■ Record excerpts:
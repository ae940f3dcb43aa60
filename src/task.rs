// src/task.rs

//! Per-task job lifecycle state machine.
//!
//! For each applicable cycle a task walks `NO_JOB -> SUBMITTED ->
//! {SUCCEEDED | FAILED}`; a failed job is resubmitted until the try
//! budget is exhausted, at which point the task is permanently DEAD for
//! that cycle. SUCCEEDED and DEAD are terminal. Both DEAD and the
//! throttle counter are derived from the job ledger rather than stored,
//! so they can never drift from it.

use std::collections::BTreeMap;

use chrono::{DateTime, Utc};
use serde::{Deserialize, Serialize};
use tracing::{debug, info, warn};

use crate::cycle::{format_cycle, CycleDefinition, TimeTemplate};
use crate::dep::{DependencyNode, EvalContext};
use crate::job::Job;
use crate::journal::CycleJournal;
use crate::sched::{SchedulerAdapter, SchedulerKind};

#[derive(Debug, Clone, PartialEq, Serialize, Deserialize)]
pub struct Task {
    pub id: String,
    pub action: TimeTemplate,
    pub scheduler: SchedulerKind,
    /// Cycle definitions this task applies to.
    pub cycledefs: Vec<CycleDefinition>,
    /// Maximum submission attempts per cycle; 0 = unlimited.
    pub tries: u32,
    /// Maximum concurrently active jobs across cycles; 0 = unlimited.
    pub throttle: u32,
    pub properties: BTreeMap<String, TimeTemplate>,
    pub environment: BTreeMap<String, TimeTemplate>,
    pub dependency: Option<DependencyNode>,

    // Per-cycle runtime state, preserved across model reloads.
    #[serde(default)]
    jobs: BTreeMap<DateTime<Utc>, Job>,
    #[serde(default)]
    tries_by_cycle: BTreeMap<DateTime<Utc>, u32>,
    #[serde(default)]
    run_count: u64,
    #[serde(default)]
    cumulative_runtime: f64,
}

impl Task {
    #[allow(clippy::too_many_arguments)]
    pub fn new(
        id: impl Into<String>,
        action: TimeTemplate,
        scheduler: SchedulerKind,
        cycledefs: Vec<CycleDefinition>,
        tries: u32,
        throttle: u32,
        properties: BTreeMap<String, TimeTemplate>,
        environment: BTreeMap<String, TimeTemplate>,
        dependency: Option<DependencyNode>,
    ) -> Self {
        Self {
            id: id.into(),
            action,
            scheduler,
            cycledefs,
            tries,
            throttle,
            properties,
            environment,
            dependency,
            jobs: BTreeMap::new(),
            tries_by_cycle: BTreeMap::new(),
            run_count: 0,
            cumulative_runtime: 0.0,
        }
    }

    /// Replace the definition while keeping per-cycle jobs, try counters
    /// and run statistics. Called when the source model is reloaded.
    pub fn update_definition(&mut self, fresh: Task) {
        self.action = fresh.action;
        self.scheduler = fresh.scheduler;
        self.cycledefs = fresh.cycledefs;
        self.tries = fresh.tries;
        self.throttle = fresh.throttle;
        self.properties = fresh.properties;
        self.environment = fresh.environment;
        self.dependency = fresh.dependency;
    }

    pub fn matches_cycle(&self, cycle: DateTime<Utc>) -> bool {
        self.cycledefs.iter().any(|def| def.contains(cycle))
    }

    pub fn job_for(&self, cycle: DateTime<Utc>) -> Option<&Job> {
        self.jobs.get(&cycle)
    }

    pub fn tries_for(&self, cycle: DateTime<Utc>) -> u32 {
        self.tries_by_cycle.get(&cycle).copied().unwrap_or(0)
    }

    /// Throttle counter: jobs accepted by the scheduler and not yet
    /// terminal, across all cycles.
    pub fn active_jobs(&self) -> usize {
        self.jobs.values().filter(|job| job.is_active()).count()
    }

    pub fn done_okay(&self, cycle: DateTime<Utc>) -> bool {
        self.job_for(cycle).is_some_and(Job::done_okay)
    }

    /// Permanently failed for this cycle: the latest job crashed and the
    /// try budget is exhausted.
    pub fn is_dead(&self, cycle: DateTime<Utc>) -> bool {
        self.tries > 0
            && self.tries_for(cycle) >= self.tries
            && self.job_for(cycle).is_some_and(Job::crashed)
    }

    /// SUCCEEDED or DEAD for this cycle.
    pub fn is_terminal(&self, cycle: DateTime<Utc>) -> bool {
        self.done_okay(cycle) || self.is_dead(cycle)
    }

    /// A job exists for this cycle and has not finished.
    pub fn is_running(&self, cycle: DateTime<Utc>) -> bool {
        self.job_for(cycle).is_some_and(|job| !job.is_terminal())
    }

    pub fn run_count(&self) -> u64 {
        self.run_count
    }

    pub fn cumulative_runtime(&self) -> f64 {
        self.cumulative_runtime
    }

    /// One pass of the lifecycle state machine for one cycle.
    ///
    /// Scheduler call failures are absorbed here: a poll failure defers
    /// the task with no state change, a submit failure leaves a job
    /// without a scheduler id so the next pass retries the submission.
    /// At most one submission attempt happens per pass.
    pub fn run(
        &mut self,
        cycle: DateTime<Utc>,
        adapter: &dyn SchedulerAdapter,
        ctx: &EvalContext,
        journal: &CycleJournal,
    ) {
        if !self.matches_cycle(cycle) || self.is_terminal(cycle) {
            return;
        }

        // An existing, accepted job: poll it and react.
        if self.job_for(cycle).is_some_and(|job| job.scheduler_id.is_some()) {
            if self.poll_job(cycle, adapter, journal).is_err() {
                // Poll failure: keep prior state, no try-count advance.
                return;
            }

            let job = &self.jobs[&cycle];
            if !job.crashed() {
                // Queued, running, or just succeeded; nothing to submit.
                return;
            }

            info!(
                task = %self.id,
                cycle = %format_cycle(cycle),
                exit_status = job.exit_status,
                "job crashed"
            );
            journal.record(
                cycle,
                &format!(
                    "{} job id={} crashed, exit status={}",
                    self.id,
                    job.scheduler_id.as_deref().unwrap_or("?"),
                    job.exit_status.map_or_else(|| "?".into(), |s| s.to_string())
                ),
            );

            if self.tries > 0 && self.tries_for(cycle) >= self.tries {
                info!(
                    task = %self.id,
                    cycle = %format_cycle(cycle),
                    tries = self.tries_for(cycle),
                    "try budget exhausted, giving up"
                );
                journal.record(
                    cycle,
                    &format!(
                        "{} has been tried {} times, giving up",
                        self.id,
                        self.tries_for(cycle)
                    ),
                );
                return;
            }

            if self.throttled(cycle, journal) {
                return;
            }
            self.submit(cycle, adapter, journal);
            return;
        }

        // No job yet, or a job the scheduler never accepted: the
        // first-submission path. Dependencies gate this path only.
        let unresolved = self
            .dependency
            .as_ref()
            .is_some_and(|dep| !dep.resolved(cycle, ctx));
        if unresolved {
            debug!(
                task = %self.id,
                cycle = %format_cycle(cycle),
                "dependencies not yet resolved, deferring"
            );
            return;
        }

        if self.throttled(cycle, journal) {
            return;
        }
        self.submit(cycle, adapter, journal);
    }

    /// Cancel and drop the cycle's job if it is still in flight. The try
    /// counter history is preserved.
    pub fn halt(
        &mut self,
        cycle: DateTime<Utc>,
        adapter: &dyn SchedulerAdapter,
        journal: &CycleJournal,
    ) {
        if !self.is_running(cycle) {
            return;
        }
        journal.record(cycle, &format!("Attempting to halt {}", self.id));

        let job = &self.jobs[&cycle];
        if let Some(id) = job.scheduler_id.clone() {
            match job.cancel(adapter) {
                Ok(()) => {
                    journal.record(cycle, &format!("Killed {} job id={}", self.id, id));
                }
                Err(e) => {
                    warn!(
                        task = %self.id,
                        cycle = %format_cycle(cycle),
                        job_id = %id,
                        error = %e,
                        "failed to cancel job"
                    );
                    journal.record(cycle, &format!("{e}"));
                }
            }
        }

        self.jobs.remove(&cycle);
        journal.record(cycle, &format!("{} has been halted", self.id));
    }

    fn throttled(&self, cycle: DateTime<Utc>, journal: &CycleJournal) -> bool {
        if self.throttle > 0 && self.active_jobs() >= self.throttle as usize {
            info!(
                task = %self.id,
                cycle = %format_cycle(cycle),
                throttle = self.throttle,
                "throttle limit reached, deferring"
            );
            journal.record(
                cycle,
                &format!(
                    "{} cannot be submitted now because the maximum throttle ({}) \
                     has been reached",
                    self.id, self.throttle
                ),
            );
            true
        } else {
            false
        }
    }

    /// Poll the cycle's job and fold the outcome into the task stats.
    fn poll_job(
        &mut self,
        cycle: DateTime<Utc>,
        adapter: &dyn SchedulerAdapter,
        journal: &CycleJournal,
    ) -> crate::errors::Result<()> {
        let job = self
            .jobs
            .get_mut(&cycle)
            .ok_or_else(|| crate::errors::CycleflowError::State("missing job".into()))?;

        if let Err(e) = job.poll(adapter) {
            warn!(
                task = %self.id,
                cycle = %format_cycle(cycle),
                error = %e,
                "poll failed, deferring"
            );
            journal.record(cycle, &format!("{e}"));
            return Err(e);
        }

        let id = job.scheduler_id.clone().unwrap_or_default();
        let state = job.state;
        let succeeded = job.done_okay();
        let runtime = job.execution_time;

        journal.record(
            cycle,
            &format!("{} job id={} in state '{}'", self.id, id, state),
        );
        debug!(
            task = %self.id,
            cycle = %format_cycle(cycle),
            job_id = %id,
            state = %state,
            "polled job"
        );

        // The state machine never polls a terminal job again, so this
        // transition is counted exactly once.
        if succeeded {
            let seconds = runtime.unwrap_or(0.0);
            self.run_count += 1;
            self.cumulative_runtime += seconds;
            journal.record(
                cycle,
                &format!("{} job id={} ran for {} seconds", self.id, id, seconds),
            );
        }

        Ok(())
    }

    /// Create a fresh job for this cycle and submit it. The try counter
    /// advances whether or not submission succeeds, bounding retries
    /// even against a permanently broken scheduler.
    fn submit(
        &mut self,
        cycle: DateTime<Utc>,
        adapter: &dyn SchedulerAdapter,
        journal: &CycleJournal,
    ) {
        let command = self.action.resolve(cycle);
        let properties: BTreeMap<String, String> = self
            .properties
            .iter()
            .map(|(name, tmpl)| (name.clone(), tmpl.resolve(cycle)))
            .collect();
        let environment: BTreeMap<String, String> = self
            .environment
            .iter()
            .map(|(name, tmpl)| (name.clone(), tmpl.resolve(cycle)))
            .collect();

        let mut job = Job::new(command, properties, environment);
        let outcome = job.submit(adapter);
        *self.tries_by_cycle.entry(cycle).or_insert(0) += 1;

        match outcome {
            Ok(()) => {
                let id = job.scheduler_id.as_deref().unwrap_or("?");
                info!(
                    task = %self.id,
                    cycle = %format_cycle(cycle),
                    job_id = %id,
                    try_count = self.tries_for(cycle),
                    "submitted job"
                );
                journal.record(cycle, &format!("Submitted {} job id={}", self.id, id));
            }
            Err(e) => {
                warn!(
                    task = %self.id,
                    cycle = %format_cycle(cycle),
                    error = %e,
                    "submission failed"
                );
                journal.record(cycle, &format!("{e}"));
            }
        }

        // Replace any previous record: a retry is a logically new job.
        self.jobs.insert(cycle, job);
    }
}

■ Activity: Working down the entries above, count each line in which "SchedulerKind" occurs, and state only the resulting number.

■ Reply: 3